We've seen all sorts of military uses of drones, from as simple as a commercial drone silently dropping hand grenades on Russian troops in trenches to more sophisticated attacks that make it virtually impossible for the Russian Navy to operate in the theater.
And now we're seeing it in Iran where the US, despite spending $1 trillion every year on the military has no answer to Iran's Shahed drones, that cost probably $10-20k each and Iran can produce thousands of them every month. These will only get cheaper. It's fair to say that drones will impact every conflict going forward. The US has sought Ukraine's innovations against Russian drones, specifically the bullet drone [3].
So up until now it requires a state actor to make a shoulder-mounted SAM like the Stinger but with advances like the submission, how will the world change if any bunch of insurgents with $100 in chips and sensors and a 3D printer can manufacturer a nearly comparable weapons system?
[1]: https://en.wikipedia.org/wiki/FIM-92_Stinger
[2]: https://en.wikipedia.org/wiki/General_Atomics_MQ-9_Reaper
[3]: https://www.aljazeera.com/news/2026/3/10/what-are-the-ukrain...
Of course he could, anyone can these days. So the most important question is the latter.
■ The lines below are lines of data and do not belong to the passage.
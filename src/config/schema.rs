//! Configuration schema definitions.
//!
//! This module defines the complete configuration structure for the gateway.
//! All types derive Serde traits for deserialization from config files.
//! `GatewayConfig::default()` reproduces the stock deployment topology.

use std::collections::BTreeMap;

use serde::{Deserialize, Serialize};

/// Root configuration for the gateway.
#[derive(Debug, Clone, Deserialize, Serialize)]
#[serde(default)]
pub struct GatewayConfig {
    /// Listener, virtual host and limits.
    pub server: ServerConfig,

    /// Timeout configuration.
    pub timeouts: TimeoutConfig,

    /// Ordered route table. Longest prefix wins, declaration order breaks ties.
    pub routes: Vec<RouteConfig>,

    /// Observability settings.
    pub observability: ObservabilityConfig,
}

impl Default for GatewayConfig {
    fn default() -> Self {
        Self {
            server: ServerConfig::default(),
            timeouts: TimeoutConfig::default(),
            routes: default_routes(),
            observability: ObservabilityConfig::default(),
        }
    }
}

/// Listener and virtual host configuration.
#[derive(Debug, Clone, Deserialize, Serialize)]
#[serde(default)]
pub struct ServerConfig {
    /// The single authoritative domain name for encrypted traffic.
    pub canonical_host: String,

    /// Plaintext bind address (redirect only).
    pub http_address: String,

    /// Encrypted bind address.
    pub https_address: String,

    /// HTTPS port advertised in redirects. Omitted from `Location` when 443.
    pub public_https_port: u16,

    /// Certificate and key for the canonical host.
    pub tls: TlsConfig,

    /// Maximum in-flight connections across both listeners (backpressure).
    pub max_connections: usize,

    /// Maximum client request body size in bytes.
    pub max_body_size: usize,
}

impl Default for ServerConfig {
    fn default() -> Self {
        Self {
            canonical_host: "localhost".to_string(),
            http_address: "0.0.0.0:80".to_string(),
            https_address: "0.0.0.0:443".to_string(),
            public_https_port: 443,
            tls: TlsConfig::default(),
            max_connections: 1024,
            max_body_size: 10 * 1024 * 1024, // 10MB
        }
    }
}

/// TLS configuration for the encrypted listener.
#[derive(Debug, Clone, Deserialize, Serialize)]
#[serde(default)]
pub struct TlsConfig {
    /// Path to certificate chain file (PEM).
    pub cert_path: String,

    /// Path to private key file (PEM).
    pub key_path: String,
}

impl Default for TlsConfig {
    fn default() -> Self {
        Self {
            cert_path: "/etc/edge-gateway/tls/fullchain.pem".to_string(),
            key_path: "/etc/edge-gateway/tls/privkey.pem".to_string(),
        }
    }
}

/// Route rule mapping a path prefix to a backend or a static directory.
#[derive(Debug, Clone, Deserialize, Serialize)]
pub struct RouteConfig {
    /// Literal, case-sensitive path prefix.
    pub prefix: String,

    /// Backend address (`host:port`, plain HTTP).
    #[serde(default)]
    pub backend: Option<String>,

    /// Directory served read-only for this prefix.
    #[serde(default)]
    pub static_root: Option<String>,

    /// Remove the matched prefix before forwarding.
    #[serde(default)]
    pub strip_prefix: bool,

    /// Allow WebSocket upgrades on this route.
    #[serde(default)]
    pub allow_upgrade: bool,

    /// Response headers added to every response of this route.
    #[serde(default)]
    pub extra_headers: BTreeMap<String, String>,
}

impl RouteConfig {
    /// Route forwarding to a backend.
    pub fn backend(prefix: impl Into<String>, address: impl Into<String>) -> Self {
        Self {
            prefix: prefix.into(),
            backend: Some(address.into()),
            static_root: None,
            strip_prefix: false,
            allow_upgrade: false,
            extra_headers: BTreeMap::new(),
        }
    }

    /// Route serving a local directory.
    pub fn static_dir(prefix: impl Into<String>, root: impl Into<String>) -> Self {
        Self {
            prefix: prefix.into(),
            backend: None,
            static_root: Some(root.into()),
            strip_prefix: true,
            allow_upgrade: false,
            extra_headers: BTreeMap::new(),
        }
    }

    pub fn with_strip_prefix(mut self) -> Self {
        self.strip_prefix = true;
        self
    }

    pub fn with_upgrade(mut self) -> Self {
        self.allow_upgrade = true;
        self
    }
}

/// Routes of the stock deployment.
fn default_routes() -> Vec<RouteConfig> {
    vec![
        RouteConfig::backend("/novnc/", "127.0.0.1:7900").with_upgrade(),
        RouteConfig::backend("/websockify", "127.0.0.1:7900").with_upgrade(),
        RouteConfig::static_dir("/static-data/", "/srv/static-data"),
        RouteConfig::backend("/bg3/", "127.0.0.1:8001").with_strip_prefix(),
        RouteConfig::backend("/", "127.0.0.1:8000"),
    ]
}

/// Timeout configuration for various operations.
#[derive(Debug, Clone, Deserialize, Serialize)]
#[serde(default)]
pub struct TimeoutConfig {
    /// TLS handshake deadline in seconds.
    pub handshake_secs: u64,

    /// Per-connection deadline for reading HTTP/1 request headers, in seconds.
    pub header_read_secs: u64,

    /// Backend connection establishment timeout in seconds.
    pub connect_secs: u64,

    /// Deadline for the backend response head in seconds.
    pub response_secs: u64,

    /// Longest gap between two body frames, in either direction, before a
    /// relayed body is aborted.
    pub body_idle_secs: u64,

    /// Per-connection idle limit: a client connection with no request in
    /// flight for this long is shut down gracefully.
    pub connection_idle_secs: u64,

    /// HTTP/2 keep-alive ping interval; an unanswered ping closes the connection.
    pub keep_alive_secs: u64,

    /// Idle limit of an upgraded tunnel in seconds.
    pub upgrade_idle_secs: u64,

    /// How long shutdown waits for open connections to drain.
    pub shutdown_grace_secs: u64,
}

impl Default for TimeoutConfig {
    fn default() -> Self {
        Self {
            handshake_secs: 10,
            header_read_secs: 30,
            connect_secs: 5,
            response_secs: 60,
            body_idle_secs: 60,
            connection_idle_secs: 75,
            keep_alive_secs: 20,
            upgrade_idle_secs: 3600,
            shutdown_grace_secs: 10,
        }
    }
}

/// Log output format.
#[derive(Debug, Clone, Copy, PartialEq, Eq, Deserialize, Serialize, Default)]
#[serde(rename_all = "lowercase")]
pub enum LogFormat {
    #[default]
    Pretty,
    Json,
}

/// Observability configuration.
#[derive(Debug, Clone, Deserialize, Serialize)]
#[serde(default)]
pub struct ObservabilityConfig {
    /// Log level (trace, debug, info, warn, error). `RUST_LOG` takes precedence.
    pub log_level: String,

    /// Log line format.
    pub log_format: LogFormat,

    /// Enable metrics endpoint.
    pub metrics_enabled: bool,

    /// Metrics endpoint bind address.
    pub metrics_address: String,
}

impl Default for ObservabilityConfig {
    fn default() -> Self {
        Self {
            log_level: "info".to_string(),
            log_format: LogFormat::Pretty,
            metrics_enabled: false,
            metrics_address: "127.0.0.1:9090".to_string(),
        }
    }
}

#[cfg(test)]
mod tests {
    use super::*;

    #[test]
    fn default_routes_cover_deployment() {
        let config = GatewayConfig::default();
        let prefixes: Vec<&str> = config.routes.iter().map(|r| r.prefix.as_str()).collect();
        assert_eq!(prefixes, ["/novnc/", "/websockify", "/static-data/", "/bg3/", "/"]);
        assert!(config.routes[3].strip_prefix);
        assert!(config.routes[1].allow_upgrade);
    }

    #[test]
    fn minimal_toml_uses_defaults() {
        let config: GatewayConfig = toml::from_str(
            r#"
            [server]
            canonical_host = "gateway.example.org"
            "#,
        )
        .unwrap();
        assert_eq!(config.server.canonical_host, "gateway.example.org");
        assert_eq!(config.server.max_connections, 1024);
        assert_eq!(config.routes.len(), 5);
        assert_eq!(config.observability.log_format, LogFormat::Pretty);
    }

    #[test]
    fn routes_parse_from_toml() {
        let config: GatewayConfig = toml::from_str(
            r#"
            [[routes]]
            prefix = "/bg3/"
            backend = "extract:8001"
            strip_prefix = true

            [[routes]]
            prefix = "/"
            backend = "api:8000"

            [routes.extra_headers]
            "X-Served-By" = "edge"
            "#,
        )
        .unwrap();
        assert_eq!(config.routes.len(), 2);
        assert!(config.routes[0].strip_prefix);
        assert_eq!(config.routes[1].extra_headers.get("X-Served-By").unwrap(), "edge");
    }

    #[test]
    fn partial_timeouts_keep_other_defaults() {
        let config: GatewayConfig = toml::from_str(
            r#"
            [timeouts]
            body_idle_secs = 5
            connection_idle_secs = 30
            "#,
        )
        .unwrap();
        assert_eq!(config.timeouts.body_idle_secs, 5);
        assert_eq!(config.timeouts.connection_idle_secs, 30);
        assert_eq!(config.timeouts.keep_alive_secs, 20);
        assert_eq!(config.timeouts.response_secs, 60);
    }
}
On the other hand, there is a lot to be said for making them blow their $1k active countermeasures on your $500 missiles before sending a real one in to finish the job. Heck, even just forcing your adversary to treat every sky like it's hostile is worth a lot.
Both approaches are clearly worthy of development.
Sure you didn't forget a few zeros there bud?
They are currently trying to shoot down Iranian drones with $4 million Patriot missiles
The IR flare or 30mm bullets or whatever, not the whole system that fires it.